Walker Lowry and McCutchen, Doyle, Brown & Enersen, San Francisco, Cal., for appellant.

Law Offices of C. Ray Robinson, C. Ray Robinson, Frederick S. Wyle and Duane W. Dresser, San Francisco, Cal., Ray J. Scott, and Wyckoff, Parker, Boyle & Pope, Watsonville, Cal., J. T. Harrington, Salinas, Cal., for appellees.

Before ORR, BARNES, and JERTBERG, Circuit Judges.

ORR, Circuit Judge.

In 1951 appellant Shell Oil Co., hereafter Shell, leased from appellees certain lands situate in San Benito County, California, for oil and gas exploration. The leases contain a warranty by appellees that they own the lands in fee simple and will defend the title against any adverse claims and hold Shell harmless therefrom. There is also a provision stating that if appellees own a smaller interest than a fee simple their royalties will be reduced accordingly, and a provision that if any action shall be brought challenging appellees' interest in the lands appellant may deposit the royalties accruing to the lands so challenged in a special bank account pending the final determination of said action. Shell entered into possession under the leases and was successful in producing oil and gas.

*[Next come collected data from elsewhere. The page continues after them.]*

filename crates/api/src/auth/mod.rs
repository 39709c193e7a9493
//! Authentication primitives.
//!
//! - [`password`] -- Argon2id password hashing and verification.
//! - [`jwt`] -- JWT access-token generation and validation.

pub mod jwt;
pub mod password;
//! PostgreSQL persistence for habitcat.
//!
//! - [`models`] -- row structs and creation DTOs.
//! - [`repositories`] -- zero-sized repositories taking `&PgPool`.
//! - [`store`] -- [`PgProgressStore`], the engine's storage capability.

use std::time::Duration;

use sqlx::postgres::PgPoolOptions;

pub mod models;
pub mod repositories;
pub mod store;

pub use store::PgProgressStore;

pub type DbPool = sqlx::PgPool;

/// How long to wait for a connection before giving up.
const ACQUIRE_TIMEOUT_SECS: u64 = 5;

/// Create a connection pool from a database URL.
///
/// Connects eagerly, so an unreachable database fails here rather than on
/// the first request.
pub async fn create_pool(database_url: &str) -> Result<DbPool, sqlx::Error> {
    PgPoolOptions::new()
        .max_connections(20)
        .acquire_timeout(Duration::from_secs(ACQUIRE_TIMEOUT_SECS))
        .connect(database_url)
        .await
}

/// Run a trivial query to verify the database is reachable.
pub async fn health_check(pool: &DbPool) -> Result<(), sqlx::Error> {
    sqlx::query("SELECT 1").execute(pool).await?;
    Ok(())
}

/// Apply all pending migrations from `db/migrations`.
pub async fn run_migrations(pool: &DbPool) -> Result<(), sqlx::migrate::MigrateError> {
    sqlx::migrate!("../../db/migrations").run(pool).await
}
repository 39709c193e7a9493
//! Repository for the `trackable_items` table.
//!
//! Every lookup takes an optional account scope. `None` sees all rows;
//! `Some(id)` only rows owned by that account.

use habitcat_core::item::{Recurrence, ValidatedItem};
use habitcat_core::types::{DbId, Timestamp};
use sqlx::{PgExecutor, PgPool};

use crate::models::item::ItemRow;

/// Column list shared across queries to avoid repetition.
const COLUMNS: &str = "id, account_id, kind, description, todo, period, start_at, \
                       expires_at, created_at, modified_at";

/// Scope predicate bound to `$2` in scoped lookups.
const SCOPE_FILTER: &str = "($2::BIGINT IS NULL OR account_id = $2)";

/// Provides create and scoped lookup operations for goals and habits.
pub struct ItemRepo;

impl ItemRepo {
    /// Insert a new item owned by `owner`, returning the created row.
    pub async fn create(
        pool: &PgPool,
        owner: Option<DbId>,
        input: &ValidatedItem,
        now: Timestamp,
    ) -> Result<ItemRow, sqlx::Error> {
        let (period, start_at) = match input.recurrence {
            Recurrence::Lifetime => (None, None),
            Recurrence::Periodic { period, start } => (Some(period.as_str()), Some(start)),
        };
        let query = format!(
            "INSERT INTO trackable_items
                (account_id, kind, description, todo, period, start_at, expires_at,
                 created_at, modified_at)
             VALUES ($1, $2, $3, $4, $5, $6, $7, $8, $8)
             RETURNING {COLUMNS}"
        );
        sqlx::query_as::<_, ItemRow>(&query)
            .bind(owner)
            .bind(input.kind().as_str())
            .bind(&input.description)
            .bind(input.todo)
            .bind(period)
            .bind(start_at)
            .bind(input.expires_at)
            .bind(now)
            .fetch_one(pool)
            .await
    }

    /// Find an item by ID if it is visible under `scope`.
    pub async fn find_scoped(
        pool: &PgPool,
        id: DbId,
        scope: Option<DbId>,
    ) -> Result<Option<ItemRow>, sqlx::Error> {
        let query =
            format!("SELECT {COLUMNS} FROM trackable_items WHERE id = $1 AND {SCOPE_FILTER}");
        sqlx::query_as::<_, ItemRow>(&query)
            .bind(id)
            .bind(scope)
            .fetch_optional(pool)
            .await
    }

    /// List every item visible under `scope`, most recently modified first.
    pub async fn list_scoped(
        pool: &PgPool,
        scope: Option<DbId>,
    ) -> Result<Vec<ItemRow>, sqlx::Error> {
        let query = format!(
            "SELECT {COLUMNS} FROM trackable_items \
             WHERE ($1::BIGINT IS NULL OR account_id = $1) \
             ORDER BY modified_at DESC, id DESC"
        );
        sqlx::query_as::<_, ItemRow>(&query)
            .bind(scope)
            .fetch_all(pool)
            .await
    }

    /// Lock an item row for the rest of the surrounding transaction.
    ///
    /// Concurrent callers locking the same row wait until the holder commits
    /// or rolls back. Returns `None` if the item is not visible under `scope`.
    pub async fn lock_scoped<'e>(
        executor: impl PgExecutor<'e>,
        id: DbId,
        scope: Option<DbId>,
    ) -> Result<Option<ItemRow>, sqlx::Error> {
        let query = format!(
            "SELECT {COLUMNS} FROM trackable_items WHERE id = $1 AND {SCOPE_FILTER} FOR UPDATE"
        );
        sqlx::query_as::<_, ItemRow>(&query)
            .bind(id)
            .bind(scope)
            .fetch_optional(executor)
            .await
    }

    /// Set `modified_at` to `at`, returning the value as stored.
    ///
    /// `TIMESTAMPTZ` keeps microseconds, so the stored value may be coarser
    /// than `at`.
    pub async fn touch<'e>(
        executor: impl PgExecutor<'e>,
        id: DbId,
        at: Timestamp,
    ) -> Result<Timestamp, sqlx::Error> {
        let (modified_at,): (Timestamp,) = sqlx::query_as(
            "UPDATE trackable_items SET modified_at = $2 WHERE id = $1 RETURNING modified_at",
        )
        .bind(id)
        .bind(at)
        .fetch_one(executor)
        .await?;
        Ok(modified_at)
    }
}
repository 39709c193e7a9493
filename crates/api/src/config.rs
use std::fmt::Display;
use std::str::FromStr;

use axum::http::HeaderValue;

use crate::auth::jwt::JwtConfig;

/// A missing or malformed configuration value. The server refuses to start.
#[derive(Debug, thiserror::Error)]
pub enum ConfigError {
    #[error("{0} must be set")]
    Missing(&'static str),

    #[error("{name} is invalid: {reason}")]
    Invalid { name: &'static str, reason: String },
}

/// Server configuration loaded from environment variables.
#[derive(Debug, Clone)]
pub struct ServerConfig {
    /// Bind address (default: `0.0.0.0`).
    pub host: String,
    /// Bind port. Required.
    pub port: u16,
    /// Allowed CORS origins, parsed from comma-separated `CORS_ORIGINS` env var.
    pub cors_origins: Vec<String>,
    /// HTTP request timeout in seconds (default: `30`).
    pub request_timeout_secs: u64,
    /// When set, requests without a token see every item instead of being
    /// rejected (default: `false`).
    pub anonymous_mode: bool,
    /// JWT token configuration (secret, expiry).
    pub jwt: JwtConfig,
}

impl ServerConfig {
    /// Load configuration from the process environment.
    pub fn from_env() -> Result<Self, ConfigError> {
        Self::from_lookup(&|key| std::env::var(key).ok())
    }

    /// Load configuration through `lookup`.
    ///
    /// | Env Var                | Default                    |
    /// |------------------------|----------------------------|
    /// | `HOST`                 | `0.0.0.0`                  |
    /// | `PORT`                 | -- (required)              |
    /// | `CORS_ORIGINS`         | `http://localhost:5173`    |
    /// | `REQUEST_TIMEOUT_SECS` | `30`                       |
    /// | `ANONYMOUS_MODE`       | `false`                    |
    pub fn from_lookup(lookup: &impl Fn(&str) -> Option<String>) -> Result<Self, ConfigError> {
        let host = lookup("HOST").unwrap_or_else(|| "0.0.0.0".into());

        let port: u16 = parse_required(lookup, "PORT")?;

        let cors_origins: Vec<String> = lookup("CORS_ORIGINS")
            .unwrap_or_else(|| "http://localhost:5173".into())
            .split(',')
            .map(|s| s.trim().to_string())
            .filter(|s| !s.is_empty())
            .collect();
        for origin in &cors_origins {
            HeaderValue::from_str(origin).map_err(|e| ConfigError::Invalid {
                name: "CORS_ORIGINS",
                reason: format!("'{origin}': {e}"),
            })?;
        }

        let request_timeout_secs: u64 = parse_or(lookup, "REQUEST_TIMEOUT_SECS", 30)?;
        let anonymous_mode: bool = parse_or(lookup, "ANONYMOUS_MODE", false)?;

        let jwt = JwtConfig::from_lookup(lookup)?;

        Ok(Self {
            host,
            port,
            cors_origins,
            request_timeout_secs,
            anonymous_mode,
            jwt,
        })
    }
}

/// Parse `name` if set, otherwise fall back to `default`.
pub(crate) fn parse_or<T>(
    lookup: &impl Fn(&str) -> Option<String>,
    name: &'static str,
    default: T,
) -> Result<T, ConfigError>
where
    T: FromStr,
    T::Err: Display,
{
    match lookup(name) {
        Some(raw) => parse_value(name, &raw),
        None => Ok(default),
    }
}

fn parse_required<T>(
    lookup: &impl Fn(&str) -> Option<String>,
    name: &'static str,
) -> Result<T, ConfigError>
where
    T: FromStr,
    T::Err: Display,
{
    let raw = lookup(name).ok_or(ConfigError::Missing(name))?;
    parse_value(name, &raw)
}

fn parse_value<T>(name: &'static str, raw: &str) -> Result<T, ConfigError>
where
    T: FromStr,
    T::Err: Display,
{
    raw.trim().parse().map_err(|e: T::Err| ConfigError::Invalid {
        name,
        reason: format!("'{raw}': {e}"),
    })
}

In 1957 a group of people filed six actions in the Superior Court of San Benito County, California, seeking judgments declaring them to be the owners of an interest in part of the leased lands. Shell and appellees were made defendants in the said suits. A dispute then arose between Shell and appellees as to whether the written leases accurately record their oral agreements with respect to the above-mentioned provisions, appellees claiming that Shell orally promised to be responsible for any imperfections in the title. Despite this disagreement the parties entered into a written agreement not to file cross-claims against each other in the state court actions, and for some three years Shell and appellees stood shoulder to shoulder in defending said actions. However, on March 3, 1960, appellees gave notice in open court that they were going to move in the state court to be relieved from the written agreement and to be permitted to file cross-complaints so that the parties' dispute could be resolved in the pending state actions. Said motions were filed on March 21, 1960, were heard on April 7th of that year, and were granted on April 11th, whereupon cross-complaints were promptly filed. However, before any of this could be accomplished Shell on March 18, 1960, filed in the United States District Court for the Northern District of California, Southern Division, an action praying for a declaratory judgment on these same matters in dispute between it and appellees. It is agreed between the parties that the same identical issues are raised in Shell's complaint for declaratory judgment as appear in the thirteen cross-complaints filed by the appellees in the state court. Appellees in their cross-complaints included as a cross-defendant the Western Title Insurance Co., a California corporation which sold Shell vast amounts of insurance on the title received from appellees and hence has a financial interest in the outcome of the litigation between the parties. Shell did not include Western in its complaint for declaratory judgment, since that would have destroyed the diversity of citizenship on which Shell bases its claim of federal jurisdiction.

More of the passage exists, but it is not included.